La stagione calda è appena cominciata e le zecche sono tornate super attive. Nel reparto malattie infettive del San Martino sono già stati registrati 4 casi di encefalite da morso di zecca e 15 casi di malattia di Lyme.

Il direttore dell’unità operativa complessa di Prevenzione dell’Usl 1, Fabio Soppelsa, ha dichiarato: “Se una volta c’erano delle zone endemiche per la Tbe, oggi invece la zecca è talmente diffusa ovunque che non possiamo dire dove ci siano maggiori probabilità di prendersi questa pericolosa patologia”.
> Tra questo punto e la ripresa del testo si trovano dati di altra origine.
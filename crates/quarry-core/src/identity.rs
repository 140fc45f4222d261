//! Identity hash of a block header.
//!
//! The identity hash is a keyed BLAKE2s-256 digest over a 112-byte message:
//! the 80-byte serialized header followed by a second copy of the merkle root.
//! The 32-byte key is taken from the message itself, bytes 58..=89:
//!
//! ```text
//!  58        68              80        90
//!  | mr[22..32] | time bits nonce | mr[0..10] |
//! ```
//!
//! It is cheap to compute and is what indexes, relay dedup and logs use.
//! It is not the proof-of-work hash, see [`crate::pow`].

use crate::constants::{HASH_SIZE, HEADER_SIZE, IDENTITY_KEY_OFFSET, IDENTITY_MESSAGE_SIZE};
use crate::encode::header_bytes;
use crate::{BlockHeader, Hash256};
use blake2::{digest::Mac, Blake2sMac256};
use std::sync::atomic::{AtomicU64, Ordering};

/// Hit and miss counters for the header identity cache.
///
/// Passed explicitly by the caller; share one handle per component or test.
#[derive(Debug, Default)]
pub struct HashCacheStats {
    hits: AtomicU64,
    misses: AtomicU64,
}

impl HashCacheStats {
    pub fn new() -> Self {
        Self::default()
    }

    pub fn hits(&self) -> u64 {
        self.hits.load(Ordering::Relaxed)
    }

    pub fn misses(&self) -> u64 {
        self.misses.load(Ordering::Relaxed)
    }

    pub(crate) fn record_hit(&self) {
        self.hits.fetch_add(1, Ordering::Relaxed);
    }

    pub(crate) fn record_miss(&self) {
        self.misses.fetch_add(1, Ordering::Relaxed);
    }
}

/// Memoized identity hash, valid while `key` matches the header's `(nonce, time)`.
#[derive(Clone, Copy, Debug, PartialEq, Eq)]
pub(crate) struct IdentityMemo {
    pub(crate) key: u64,
    pub(crate) hash: Hash256,
}

/// Pack `(nonce, time)` into the 64-bit cache key.
pub fn cache_key(nonce: u32, time: u32) -> u64 {
    (u64::from(nonce) << 32) | u64::from(time)
}

/// Build the 112-byte identity message for a header.
pub fn identity_message(header: &BlockHeader) -> [u8; IDENTITY_MESSAGE_SIZE] {
    let mut msg = [0u8; IDENTITY_MESSAGE_SIZE];
    msg[..HEADER_SIZE].copy_from_slice(&header_bytes(header));
    msg[HEADER_SIZE..].copy_from_slice(header.merkle_root.as_bytes());
    msg
}

/// Slice the 32-byte BLAKE2s key out of an identity message.
pub fn identity_key(message: &[u8; IDENTITY_MESSAGE_SIZE]) -> [u8; HASH_SIZE] {
    let mut key = [0u8; HASH_SIZE];
    key.copy_from_slice(&message[IDENTITY_KEY_OFFSET..IDENTITY_KEY_OFFSET + HASH_SIZE]);
    key
}

/// Compute the identity hash without consulting or updating any cache.
pub fn compute_identity_hash(header: &BlockHeader) -> Hash256 {
    let msg = identity_message(header);
    let key = identity_key(&msg);
    Hash256(blake2s_keyed(&msg, &key))
}

/// BLAKE2s-256 in keyed mode with a full 32-byte key.
pub(crate) fn blake2s_keyed(message: &[u8], key: &[u8; HASH_SIZE]) -> [u8; HASH_SIZE] {
    let mut mac = Blake2sMac256::new(&(*key).into());
    mac.update(message);
    let digest = mac.finalize().into_bytes();
    let mut out = [0u8; HASH_SIZE];
    out.copy_from_slice(&digest[..]);
    out
}
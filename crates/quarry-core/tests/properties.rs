use quarry_core::{
    weight::{block_weight, weight_from_sizes},
    Block, BlockHeader, Hash256, HashCacheStats, SerializedSize, WitnessMode,
};
use rand::{rngs::StdRng, Rng, SeedableRng};
use std::fmt;

#[derive(Clone)]
struct WitnessTx {
    base: usize,
    witness: usize,
}

impl fmt::Display for WitnessTx {
    fn fmt(&self, f: &mut fmt::Formatter<'_>) -> fmt::Result {
        write!(f, "WitnessTx(base={}, witness={})", self.base, self.witness)
    }
}

impl SerializedSize for WitnessTx {
    fn serialized_size(&self, mode: WitnessMode) -> usize {
        match mode {
            WitnessMode::With => self.base + self.witness,
            WitnessMode::Without => self.base,
        }
    }
}

fn random_header(rng: &mut StdRng) -> BlockHeader {
    BlockHeader::new(
        rng.gen(),
        Hash256(rng.gen()),
        Hash256(rng.gen()),
        rng.gen(),
        rng.gen(),
        rng.gen(),
    )
}

#[test]
fn weight_monotonic_in_witness_size() {
    let mut rng = StdRng::seed_from_u64(7);
    for _ in 0..32 {
        let txs: Vec<WitnessTx> = (0..rng.gen_range(1..20))
            .map(|_| WitnessTx {
                base: rng.gen_range(60..500),
                witness: rng.gen_range(0..300),
            })
            .collect();
        let mut block = Block::new(random_header(&mut rng), txs);
        let mut last = block_weight(&block);
        for _ in 0..10 {
            let i = rng.gen_range(0..block.txs.len());
            block.txs[i].witness += rng.gen_range(0..100);
            let w = block_weight(&block);
            assert!(w >= last, "weight decreased: {last} -> {w}");
            last = w;
        }
    }
}

#[test]
fn weight_equals_stripped_times_four_plus_witness() {
    let mut rng = StdRng::seed_from_u64(11);
    for _ in 0..32 {
        let txs: Vec<WitnessTx> = (0..rng.gen_range(0..300))
            .map(|_| WitnessTx {
                base: rng.gen_range(60..500),
                witness: rng.gen_range(0..300),
            })
            .collect();
        let block = Block::new(BlockHeader::default(), txs);
        let stripped = block.serialized_size(WitnessMode::Without) as i64;
        let total = block.serialized_size(WitnessMode::With) as i64;
        assert_eq!(block_weight(&block), stripped * 4 + (total - stripped));
    }
}

#[test]
fn witnessless_block_weight_is_four_times_size() {
    let block = Block::new(
        BlockHeader::default(),
        vec![WitnessTx { base: 120, witness: 0 }; 300],
    );
    // 300 transactions need a 3-byte length prefix
    let size = 80 + 3 + 300 * 120;
    assert_eq!(block.serialized_size(WitnessMode::With), size);
    assert_eq!(block.weight(), 4 * size as i64);
    assert_eq!(weight_from_sizes(size, size), 4 * size as i64);
}

#[test]
fn mining_style_nonce_sweep_misses_every_time() {
    let mut rng = StdRng::seed_from_u64(3);
    let mut header = random_header(&mut rng);
    let stats = HashCacheStats::new();
    let mut seen = std::collections::HashSet::new();
    for _ in 0..100 {
        header.nonce = header.nonce.wrapping_add(1);
        assert!(seen.insert(header.identity_hash(&stats)));
        header.identity_hash(&stats);
    }
    assert_eq!(stats.misses(), 100);
    assert_eq!(stats.hits(), 100);
}

#[test]
fn stats_handles_are_independent() {
    let mut header = BlockHeader::default();
    let a = HashCacheStats::new();
    let b = HashCacheStats::new();
    header.identity_hash(&a);
    header.identity_hash(&b);
    assert_eq!((a.hits(), a.misses()), (0, 1));
    assert_eq!((b.hits(), b.misses()), (1, 0));
}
I casi osservati dalla Unità Operativa Complessa di Malattie infettive guidata dal dottor Ermenegildo Francavilla sono stati, negli ultimi dieci anni, 661. Oggi abbiamo praticamente raggiunto i numeri dello scorso anno. E siamo solo agli inizi. “Il fenomeno è, comunque, sottostimato – spiega il primario -. Perché la borelliosi si manifesta, nel 90% dei casi, con un eritema migrante che viene curato direttamente dal medico di base. Le manifestazioni di tipo neurologico si hanno nel 5% dei casi mentre quelle artritiche nell’1%. Nel 50% delle persone, poi, la malattia si manifesta senza che l’individuo riesca a risalire alla causa, ovvero al morso dell’acaro. Per una panoramica più precisa servirebbe che i medici di medicina generale ci segnalassero i pazienti curati”.

Per quanto riguarda la Tbe (meningoencefalite da zecche), sono quattro i casi ad oggi registrati, contro i 12 dell’interno 2017. Di questi soltanto una si è trasformata in encefalite con complicanze neurologiche che sono però rientrate. Gli altri non hanno avuto alcun interessamento del sistema nervoso centrale. “Negli ultimi 10 anni ci sono stati in provincia 123 casi di Tbe. Una malattia che si manifesta con una febbre di pochi giorni, poi dopo un periodo di apparente benessere, ricompare la febbre con nausea e l’encefalite. Noi come centro di riferimento nazionale per la Tbe sappiamo riconoscerla anche nelle sue forme più sfumate”, ha precisato Francavilla. “La Tbe è considerata un crescente problema di sanità pubblica in Italia, in Europa ed in altre parti del mondo. Le aree endemiche sono in via di espansione, includendo zone ad altezze maggiori. Inoltre, con l’aumento della mobilità e dei viaggi, l’infezione può diffondersi più facilmente”, dicono il direttore generale dell’Usl 1, Adriano Rasi Caldogno e quello sanitario, Giovanni Pittoni.